_ASSIGNMENT_
Filter the data below for the string "SettlementChain" and copy each matching line.

_PROVIDED MATERIAL_
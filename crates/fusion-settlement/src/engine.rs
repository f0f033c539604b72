//! The settlement engine: owns every ledger and runs each operation as one
//! all-or-nothing transaction.
//!
//! ## Settlement flow
//!
//! ```text
//! settle_orders(caller, resolver, calldata)
//!   ├─ owner check, chain decode            (no state touched yet)
//!   └─ transaction
//!        ├─ apply permits                   (with-permits variant only)
//!        ├─ for each link, outermost first: open fill
//!        │     quote → threshold → remaining → maker leg → post-hook
//!        ├─ resolver calls                  (innermost leg)
//!        └─ for each link, innermost first: close fill (taker leg)
//! ```
//!
//! Any error at any step restores the state captured when the transaction
//! began: token balances, allowances, permit nonces, credit, deposits and
//! remaining amounts.

use std::collections::HashMap;

use fusion_auction::FillSide;
use fusion_ledger::{FeeBank, Ledgers, atomically};
use fusion_types::{
    Address, Amount, FusionError, Order, PermitBatch, Result, SettlementConfig, Timestamp,
    constants,
};

use crate::chain::SettlementChain;
use crate::clock::{Clock, SystemClock};
use crate::extension::{Quote, SettlementExtension};
use crate::protocol::{FillContext, LimitOrderProtocol};
use crate::receipt::{FillReceipt, SettlementReceipt};
use crate::resolver::Resolver;
use crate::whitelist::{WhitelistGate, WhitelistOracle};

/// Everything a transaction may change.
#[derive(Debug, Clone)]
struct EngineState {
    ledgers: Ledgers,
    fee_bank: FeeBank,
    protocol: LimitOrderProtocol,
}

/// Run `f` as one transaction, logging rollbacks.
fn transact<T>(
    state: &mut EngineState,
    operation: &'static str,
    f: impl FnOnce(&mut EngineState) -> Result<T>,
) -> Result<T> {
    atomically(state, f).inspect_err(|error| {
        tracing::warn!(operation, %error, "Transaction rolled back");
    })
}

/// Settlement engine instance.
pub struct SettlementEngine<W, C = SystemClock> {
    config: SettlementConfig,
    extension: SettlementExtension,
    gate: WhitelistGate<W>,
    clock: C,
    resolvers: HashMap<Address, Resolver>,
    state: EngineState,
}

impl<W: WhitelistOracle, C: Clock> SettlementEngine<W, C> {
    /// Validate `config` and start with empty ledgers.
    pub fn new(config: SettlementConfig, oracle: W, clock: C) -> Result<Self> {
        config.validate()?;
        let (ledgers, access) = Ledgers::new();
        let fee_bank = FeeBank::new(config.fee_bank.clone(), access.fee_bank);
        let protocol = LimitOrderProtocol::new(config.limit_order_protocol);

        tracing::info!(
            engine = constants::ENGINE_NAME,
            version = constants::VERSION,
            settlement = %config.settlement_address,
            protocol = %config.limit_order_protocol,
            fee_bank = %config.fee_bank.address,
            fee_token = %config.fee_bank.fee_token,
            max_chain_depth = config.max_chain_depth,
            "Settlement engine started"
        );

        Ok(Self {
            extension: SettlementExtension::new(&config, access.charger),
            config,
            gate: WhitelistGate::new(oracle),
            clock,
            resolvers: HashMap::new(),
            state: EngineState {
                ledgers,
                fee_bank,
                protocol,
            },
        })
    }

    // -----------------------------------------------------------------
    // Reads
    // -----------------------------------------------------------------

    #[must_use]
    pub fn config(&self) -> &SettlementConfig {
        &self.config
    }

    #[must_use]
    pub fn now(&self) -> Timestamp {
        self.clock.now()
    }

    #[must_use]
    pub fn whitelist(&self) -> &WhitelistGate<W> {
        &self.gate
    }

    #[must_use]
    pub fn balance_of(&self, token: Address, holder: Address) -> Amount {
        self.state.ledgers.tokens.balance_of(token, holder)
    }

    #[must_use]
    pub fn allowance(&self, token: Address, owner: Address, spender: Address) -> Amount {
        self.state.ledgers.tokens.allowance(token, owner, spender)
    }

    #[must_use]
    pub fn permit_nonce(&self, token: Address, owner: Address) -> u64 {
        self.state.ledgers.tokens.nonce(token, owner)
    }

    #[must_use]
    pub fn total_supply(&self, token: Address) -> Amount {
        self.state.ledgers.tokens.total_supply(token)
    }

    /// Fee token recorded as deposited for `account`.
    #[must_use]
    pub fn account_deposits(&self, account: Address) -> Amount {
        self.state.fee_bank.account_deposits(account)
    }

    /// Fee credit `account` can still spend on settlements.
    #[must_use]
    pub fn available_credit(&self, account: Address) -> Amount {
        self.state.ledgers.credits.available_credit(account)
    }

    #[must_use]
    pub fn fee_bank(&self) -> &FeeBank {
        &self.state.fee_bank
    }

    /// Making amount still fillable on `order`.
    pub fn remaining(&self, order: &Order) -> Result<Amount> {
        self.state.protocol.remaining(order)
    }

    #[must_use]
    pub fn resolver(&self, address: Address) -> Option<&Resolver> {
        self.resolvers.get(&address)
    }

    /// Price a fill at the current time without executing it.
    pub fn quote(&self, order: &Order, side: FillSide, amount: Amount) -> Result<Quote> {
        self.extension.quote(order, side, amount, self.clock.now())
    }

    // -----------------------------------------------------------------
    // Tokens
    // -----------------------------------------------------------------

    /// Fund `to` with new supply.
    pub fn mint(&mut self, token: Address, to: Address, amount: Amount) -> Result<()> {
        transact(&mut self.state, "mint", |s| s.ledgers.tokens.mint(token, to, amount))
    }

    /// `caller` sets `spender`'s allowance over its `token`.
    pub fn approve(&mut self, caller: Address, token: Address, spender: Address, amount: Amount) {
        self.state.ledgers.tokens.approve(token, caller, spender, amount);
    }

    /// `caller` sends `amount` of its `token` to `to`.
    pub fn transfer(&mut self, caller: Address, token: Address, to: Address, amount: Amount) -> Result<()> {
        transact(&mut self.state, "transfer", |s| {
            s.ledgers.tokens.transfer(token, caller, to, amount)
        })
    }

    // -----------------------------------------------------------------
    // Fee bank
    // -----------------------------------------------------------------

    pub fn deposit(&mut self, caller: Address, amount: Amount) -> Result<Amount> {
        transact(&mut self.state, "deposit", |s| {
            s.fee_bank.deposit(&mut s.ledgers, caller, amount)
        })
    }

    pub fn deposit_for(&mut self, caller: Address, beneficiary: Address, amount: Amount) -> Result<Amount> {
        transact(&mut self.state, "deposit_for", |s| {
            s.fee_bank.deposit_for(&mut s.ledgers, caller, beneficiary, amount)
        })
    }

    /// Deposit authorised by a signed permit payload over the fee token.
    pub fn deposit_with_permit(&mut self, caller: Address, amount: Amount, permit: &[u8]) -> Result<Amount> {
        let now = self.clock.now();
        transact(&mut self.state, "deposit_with_permit", |s| {
            s.fee_bank
                .deposit_with_permit(&mut s.ledgers, caller, amount, permit, now)
        })
    }

    pub fn deposit_for_with_permit(
        &mut self,
        caller: Address,
        beneficiary: Address,
        amount: Amount,
        permit: &[u8],
    ) -> Result<Amount> {
        let now = self.clock.now();
        transact(&mut self.state, "deposit_for_with_permit", |s| {
            s.fee_bank.deposit_for_with_permit(
                &mut s.ledgers,
                caller,
                beneficiary,
                amount,
                permit,
                now,
            )
        })
    }

    pub fn withdraw(&mut self, caller: Address, amount: Amount) -> Result<Amount> {
        transact(&mut self.state, "withdraw", |s| {
            s.fee_bank.withdraw(&mut s.ledgers, caller, amount)
        })
    }

    pub fn withdraw_to(&mut self, caller: Address, recipient: Address, amount: Amount) -> Result<Amount> {
        transact(&mut self.state, "withdraw_to", |s| {
            s.fee_bank.withdraw_to(&mut s.ledgers, caller, recipient, amount)
        })
    }

    /// Owner-only sweep of consumed fees.
    pub fn gather_fees(&mut self, caller: Address, accounts: &[Address]) -> Result<Amount> {
        transact(&mut self.state, "gather_fees", |s| {
            s.fee_bank.gather_fees(&mut s.ledgers, caller, accounts)
        })
    }

    // -----------------------------------------------------------------
    // Resolvers
    // -----------------------------------------------------------------

    /// Register a resolver account controlled by `owner`.
    pub fn register_resolver(&mut self, address: Address, owner: Address) -> Result<()> {
        let contracts = [
            self.config.settlement_address,
            self.config.limit_order_protocol,
            self.config.fee_bank.address,
        ];
        if address.is_zero() || contracts.contains(&address) || self.resolvers.contains_key(&address) {
            return Err(FusionError::Configuration(format!(
                "resolver address {address} unavailable"
            )));
        }
        self.resolvers.insert(address, Resolver::new(address, owner));
        tracing::info!(resolver = %address, %owner, "Resolver registered");
        Ok(())
    }

    fn owned_resolver(&self, caller: Address, address: Address) -> Result<Resolver> {
        let resolver = *self
            .resolvers
            .get(&address)
            .ok_or(FusionError::UnknownResolver(address))?;
        resolver.ensure_owner(caller)?;
        Ok(resolver)
    }

    /// Owner grants `spender` an unlimited allowance over the resolver's
    /// `token`.
    pub fn resolver_approve(
        &mut self,
        caller: Address,
        resolver: Address,
        token: Address,
        spender: Address,
    ) -> Result<()> {
        let resolver = self.owned_resolver(caller, resolver)?;
        resolver.approve(&mut self.state.ledgers.tokens, token, spender);
        Ok(())
    }

    /// Settle a chain of orders through `resolver`.
    pub fn settle_orders(
        &mut self,
        caller: Address,
        resolver: Address,
        calldata: &[u8],
    ) -> Result<SettlementReceipt> {
        self.settle(caller, resolver, calldata, &PermitBatch::default())
    }

    /// Apply a packed permit batch, then settle as
    /// [`settle_orders`](Self::settle_orders). Permits and fills share one
    /// transaction.
    pub fn settle_orders_with_permits(
        &mut self,
        caller: Address,
        resolver: Address,
        calldata: &[u8],
        permit_flags: u32,
        permit_blob: &[u8],
    ) -> Result<SettlementReceipt> {
        let permits = PermitBatch::decode(permit_flags, permit_blob)?;
        self.settle(caller, resolver, calldata, &permits)
    }

    fn settle(
        &mut self,
        caller: Address,
        resolver: Address,
        calldata: &[u8],
        permits: &PermitBatch,
    ) -> Result<SettlementReceipt> {
        let resolver = self.owned_resolver(caller, resolver)?;
        let chain = SettlementChain::decode(resolver.address, calldata, self.config.max_chain_depth)?;
        let now = self.clock.now();
        let spender = self.config.limit_order_protocol;
        let ctx = FillContext {
            extension: &self.extension,
            gate: &self.gate,
            resolver: resolver.address,
            now,
        };

        let fills = transact(&mut self.state, "settle_orders", |s| {
            for permit in &permits.permits {
                s.ledgers.tokens.apply_permit(permit, spender, now)?;
            }
            execute_chain(s, &ctx, &resolver, &chain)
        })?;

        let receipt = SettlementReceipt::new(resolver.address, now, fills);
        tracing::info!(
            receipt = %receipt.id,
            resolver = %resolver.address,
            fills = receipt.fills.len(),
            permits = permits.permits.len(),
            resolver_fee = receipt.total_resolver_fee(),
            "Settlement committed"
        );
        Ok(receipt)
    }
}

/// Open every link, run the innermost calls, then close links in reverse.
fn execute_chain<W: WhitelistOracle>(
    state: &mut EngineState,
    ctx: &FillContext<'_, W>,
    resolver: &Resolver,
    chain: &SettlementChain,
) -> Result<Vec<FillReceipt>> {
    let mut fills = Vec::with_capacity(chain.links.len());
    for link in &chain.links {
        fills.push(state.protocol.open_fill(ctx, &mut state.ledgers, link)?);
    }
    resolver.execute(&mut state.ledgers.tokens, &chain.calls)?;
    for fill in fills.iter().rev() {
        state
            .protocol
            .close_fill(&mut state.ledgers, resolver.address, fill)?;
    }
    Ok(fills)
}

_RESULT OF THIS TASK_
use crate::chain::SettlementChain;
        let chain = SettlementChain::decode(resolver.address, calldata, self.config.max_chain_depth)?;
    chain: &SettlementChain,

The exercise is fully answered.